Exercise brief: Note each line in the data holding the string "ViolationCatalog" and report it.

Stored items:
= Beginning of Section =

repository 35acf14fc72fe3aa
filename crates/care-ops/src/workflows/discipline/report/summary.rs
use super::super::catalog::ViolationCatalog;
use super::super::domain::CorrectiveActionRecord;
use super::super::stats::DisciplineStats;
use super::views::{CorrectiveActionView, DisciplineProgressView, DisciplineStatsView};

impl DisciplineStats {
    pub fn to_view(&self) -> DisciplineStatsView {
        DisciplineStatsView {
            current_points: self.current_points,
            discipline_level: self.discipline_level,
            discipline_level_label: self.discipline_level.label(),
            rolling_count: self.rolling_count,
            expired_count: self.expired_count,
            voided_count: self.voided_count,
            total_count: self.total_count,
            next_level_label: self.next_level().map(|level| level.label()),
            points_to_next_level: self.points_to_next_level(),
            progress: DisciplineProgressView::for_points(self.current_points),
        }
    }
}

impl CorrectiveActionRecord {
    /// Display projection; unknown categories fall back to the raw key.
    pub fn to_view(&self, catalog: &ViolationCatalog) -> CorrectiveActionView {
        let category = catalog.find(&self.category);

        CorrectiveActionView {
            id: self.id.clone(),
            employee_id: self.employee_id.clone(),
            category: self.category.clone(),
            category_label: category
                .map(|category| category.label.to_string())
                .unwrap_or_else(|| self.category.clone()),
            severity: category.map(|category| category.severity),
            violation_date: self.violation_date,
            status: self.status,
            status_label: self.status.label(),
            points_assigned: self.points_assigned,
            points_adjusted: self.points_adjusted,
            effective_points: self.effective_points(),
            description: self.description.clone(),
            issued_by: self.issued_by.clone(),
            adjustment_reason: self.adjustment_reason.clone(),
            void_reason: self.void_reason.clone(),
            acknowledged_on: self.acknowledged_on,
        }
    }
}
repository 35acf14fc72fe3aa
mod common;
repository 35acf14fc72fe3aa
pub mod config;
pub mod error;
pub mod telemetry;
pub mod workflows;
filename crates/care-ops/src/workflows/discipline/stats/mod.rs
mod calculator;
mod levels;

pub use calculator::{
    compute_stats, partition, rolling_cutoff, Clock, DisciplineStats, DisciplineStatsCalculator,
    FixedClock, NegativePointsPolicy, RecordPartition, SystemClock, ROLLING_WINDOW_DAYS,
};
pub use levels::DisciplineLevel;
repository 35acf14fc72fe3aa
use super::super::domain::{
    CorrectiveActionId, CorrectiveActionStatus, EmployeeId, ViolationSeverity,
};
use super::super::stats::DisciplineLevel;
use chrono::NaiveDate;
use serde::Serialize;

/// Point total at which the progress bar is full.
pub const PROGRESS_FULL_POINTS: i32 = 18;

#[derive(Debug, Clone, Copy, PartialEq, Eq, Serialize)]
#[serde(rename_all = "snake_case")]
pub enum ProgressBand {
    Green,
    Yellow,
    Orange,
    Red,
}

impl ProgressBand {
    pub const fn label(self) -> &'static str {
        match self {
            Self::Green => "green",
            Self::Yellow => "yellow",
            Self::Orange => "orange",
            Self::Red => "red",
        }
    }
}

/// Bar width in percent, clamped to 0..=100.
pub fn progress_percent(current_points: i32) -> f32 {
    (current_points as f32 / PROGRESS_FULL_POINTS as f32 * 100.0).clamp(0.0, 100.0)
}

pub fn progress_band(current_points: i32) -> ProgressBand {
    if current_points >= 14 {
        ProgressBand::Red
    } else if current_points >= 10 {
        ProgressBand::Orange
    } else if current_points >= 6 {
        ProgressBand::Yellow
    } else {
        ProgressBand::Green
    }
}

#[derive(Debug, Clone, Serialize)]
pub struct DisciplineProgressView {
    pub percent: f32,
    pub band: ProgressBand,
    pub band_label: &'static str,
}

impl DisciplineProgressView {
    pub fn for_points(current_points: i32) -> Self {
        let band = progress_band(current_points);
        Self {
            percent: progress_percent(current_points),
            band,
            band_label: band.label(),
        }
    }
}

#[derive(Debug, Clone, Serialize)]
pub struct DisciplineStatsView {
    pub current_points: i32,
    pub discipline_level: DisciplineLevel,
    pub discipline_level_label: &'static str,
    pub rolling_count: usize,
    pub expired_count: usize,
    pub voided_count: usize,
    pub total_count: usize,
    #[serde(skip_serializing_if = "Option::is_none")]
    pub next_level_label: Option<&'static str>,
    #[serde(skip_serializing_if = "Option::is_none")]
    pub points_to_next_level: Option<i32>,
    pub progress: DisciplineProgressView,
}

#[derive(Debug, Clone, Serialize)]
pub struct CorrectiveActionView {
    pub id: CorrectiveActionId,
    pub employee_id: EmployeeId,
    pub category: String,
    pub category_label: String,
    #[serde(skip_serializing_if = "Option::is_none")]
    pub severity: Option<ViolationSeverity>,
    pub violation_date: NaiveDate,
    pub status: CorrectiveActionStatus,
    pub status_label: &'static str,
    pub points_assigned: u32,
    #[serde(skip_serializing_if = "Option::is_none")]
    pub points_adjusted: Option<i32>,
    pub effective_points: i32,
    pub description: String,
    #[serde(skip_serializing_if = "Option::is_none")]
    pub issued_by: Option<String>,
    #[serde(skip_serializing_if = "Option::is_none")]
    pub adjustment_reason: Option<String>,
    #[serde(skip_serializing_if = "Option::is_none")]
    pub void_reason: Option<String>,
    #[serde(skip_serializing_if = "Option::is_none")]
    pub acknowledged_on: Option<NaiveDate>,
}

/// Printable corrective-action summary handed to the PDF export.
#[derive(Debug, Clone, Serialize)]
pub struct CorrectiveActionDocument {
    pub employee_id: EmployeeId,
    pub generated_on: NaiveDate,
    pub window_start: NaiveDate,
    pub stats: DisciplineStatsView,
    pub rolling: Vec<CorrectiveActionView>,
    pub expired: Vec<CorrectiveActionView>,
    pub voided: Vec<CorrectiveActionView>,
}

= End of Section =

Answer section:
use super::super::catalog::ViolationCatalog;
    pub fn to_view(&self, catalog: &ViolationCatalog) -> CorrectiveActionView {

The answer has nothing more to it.